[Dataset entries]
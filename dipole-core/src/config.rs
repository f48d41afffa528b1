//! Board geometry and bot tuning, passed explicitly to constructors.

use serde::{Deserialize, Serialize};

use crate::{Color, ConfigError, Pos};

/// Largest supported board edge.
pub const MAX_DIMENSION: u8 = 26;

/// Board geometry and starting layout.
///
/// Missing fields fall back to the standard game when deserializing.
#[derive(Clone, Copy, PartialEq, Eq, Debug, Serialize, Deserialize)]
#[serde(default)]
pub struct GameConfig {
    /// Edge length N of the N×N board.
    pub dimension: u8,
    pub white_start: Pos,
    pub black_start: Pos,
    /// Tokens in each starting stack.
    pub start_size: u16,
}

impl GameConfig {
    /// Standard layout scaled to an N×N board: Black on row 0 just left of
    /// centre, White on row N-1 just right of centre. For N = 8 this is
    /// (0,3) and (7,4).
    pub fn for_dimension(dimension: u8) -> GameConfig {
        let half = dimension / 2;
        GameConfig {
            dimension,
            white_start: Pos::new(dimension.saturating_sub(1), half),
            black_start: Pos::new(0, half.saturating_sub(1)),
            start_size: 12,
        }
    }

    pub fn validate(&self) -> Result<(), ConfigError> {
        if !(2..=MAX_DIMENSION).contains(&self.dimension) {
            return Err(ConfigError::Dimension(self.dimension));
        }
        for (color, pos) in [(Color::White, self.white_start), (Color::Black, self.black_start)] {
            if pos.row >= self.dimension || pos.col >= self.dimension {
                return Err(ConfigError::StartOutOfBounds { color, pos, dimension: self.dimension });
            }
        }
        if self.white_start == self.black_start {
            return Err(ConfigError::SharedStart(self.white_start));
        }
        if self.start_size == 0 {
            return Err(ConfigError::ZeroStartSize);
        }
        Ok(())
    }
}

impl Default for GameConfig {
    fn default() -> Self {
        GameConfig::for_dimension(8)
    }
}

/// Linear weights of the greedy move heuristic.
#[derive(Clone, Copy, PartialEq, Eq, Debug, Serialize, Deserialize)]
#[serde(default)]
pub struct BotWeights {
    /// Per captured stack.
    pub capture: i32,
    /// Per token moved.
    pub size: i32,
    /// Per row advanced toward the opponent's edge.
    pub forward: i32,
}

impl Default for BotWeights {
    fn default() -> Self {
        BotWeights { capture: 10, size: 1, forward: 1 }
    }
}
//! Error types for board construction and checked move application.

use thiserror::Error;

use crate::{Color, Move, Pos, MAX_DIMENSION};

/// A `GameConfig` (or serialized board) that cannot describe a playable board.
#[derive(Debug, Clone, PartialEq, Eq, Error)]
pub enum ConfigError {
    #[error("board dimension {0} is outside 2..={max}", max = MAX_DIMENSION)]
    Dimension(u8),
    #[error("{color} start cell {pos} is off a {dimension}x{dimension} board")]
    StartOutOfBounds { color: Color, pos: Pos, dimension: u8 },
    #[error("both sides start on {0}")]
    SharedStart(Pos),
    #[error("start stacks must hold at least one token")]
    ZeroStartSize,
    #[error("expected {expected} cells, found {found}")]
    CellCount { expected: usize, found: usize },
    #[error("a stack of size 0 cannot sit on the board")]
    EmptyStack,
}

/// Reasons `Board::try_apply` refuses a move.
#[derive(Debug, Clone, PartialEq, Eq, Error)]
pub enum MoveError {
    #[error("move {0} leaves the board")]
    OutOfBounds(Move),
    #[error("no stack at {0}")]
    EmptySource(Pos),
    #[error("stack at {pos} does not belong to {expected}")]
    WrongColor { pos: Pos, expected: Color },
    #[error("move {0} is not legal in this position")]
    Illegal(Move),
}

» Task
Having read the entries, output all of them verbatim.

» Response to this exercise
filename dipole-core/src/config.rs
repository f48d41afffa528b1
//! Board geometry and bot tuning, passed explicitly to constructors.

use serde::{Deserialize, Serialize};

use crate::{Color, ConfigError, Pos};

/// Largest supported board edge.
pub const MAX_DIMENSION: u8 = 26;

/// Board geometry and starting layout.
///
/// Missing fields fall back to the standard game when deserializing.
#[derive(Clone, Copy, PartialEq, Eq, Debug, Serialize, Deserialize)]
#[serde(default)]
pub struct GameConfig {
    /// Edge length N of the N×N board.
    pub dimension: u8,
    pub white_start: Pos,
    pub black_start: Pos,
    /// Tokens in each starting stack.
    pub start_size: u16,
}

impl GameConfig {
    /// Standard layout scaled to an N×N board: Black on row 0 just left of
    /// centre, White on row N-1 just right of centre. For N = 8 this is
    /// (0,3) and (7,4).
    pub fn for_dimension(dimension: u8) -> GameConfig {
        let half = dimension / 2;
        GameConfig {
            dimension,
            white_start: Pos::new(dimension.saturating_sub(1), half),
            black_start: Pos::new(0, half.saturating_sub(1)),
            start_size: 12,
        }
    }

    pub fn validate(&self) -> Result<(), ConfigError> {
        if !(2..=MAX_DIMENSION).contains(&self.dimension) {
            return Err(ConfigError::Dimension(self.dimension));
        }
        for (color, pos) in [(Color::White, self.white_start), (Color::Black, self.black_start)] {
            if pos.row >= self.dimension || pos.col >= self.dimension {
                return Err(ConfigError::StartOutOfBounds { color, pos, dimension: self.dimension });
            }
        }
        if self.white_start == self.black_start {
            return Err(ConfigError::SharedStart(self.white_start));
        }
        if self.start_size == 0 {
            return Err(ConfigError::ZeroStartSize);
        }
        Ok(())
    }
}

impl Default for GameConfig {
    fn default() -> Self {
        GameConfig::for_dimension(8)
    }
}

/// Linear weights of the greedy move heuristic.
#[derive(Clone, Copy, PartialEq, Eq, Debug, Serialize, Deserialize)]
#[serde(default)]
pub struct BotWeights {
    /// Per captured stack.
    pub capture: i32,
    /// Per token moved.
    pub size: i32,
    /// Per row advanced toward the opponent's edge.
    pub forward: i32,
}

impl Default for BotWeights {
    fn default() -> Self {
        BotWeights { capture: 10, size: 1, forward: 1 }
    }
}
//! Error types for board construction and checked move application.

use thiserror::Error;

use crate::{Color, Move, Pos, MAX_DIMENSION};

/// A `GameConfig` (or serialized board) that cannot describe a playable board.
#[derive(Debug, Clone, PartialEq, Eq, Error)]
pub enum ConfigError {
    #[error("board dimension {0} is outside 2..={max}", max = MAX_DIMENSION)]
    Dimension(u8),
    #[error("{color} start cell {pos} is off a {dimension}x{dimension} board")]
    StartOutOfBounds { color: Color, pos: Pos, dimension: u8 },
    #[error("both sides start on {0}")]
    SharedStart(Pos),
    #[error("start stacks must hold at least one token")]
    ZeroStartSize,
    #[error("expected {expected} cells, found {found}")]
    CellCount { expected: usize, found: usize },
    #[error("a stack of size 0 cannot sit on the board")]
    EmptyStack,
}

/// Reasons `Board::try_apply` refuses a move.
#[derive(Debug, Clone, PartialEq, Eq, Error)]
pub enum MoveError {
    #[error("move {0} leaves the board")]
    OutOfBounds(Move),
    #[error("no stack at {0}")]
    EmptySource(Pos),
    #[error("stack at {pos} does not belong to {expected}")]
    WrongColor { pos: Pos, expected: Color },
    #[error("move {0} is not legal in this position")]
    Illegal(Move),
}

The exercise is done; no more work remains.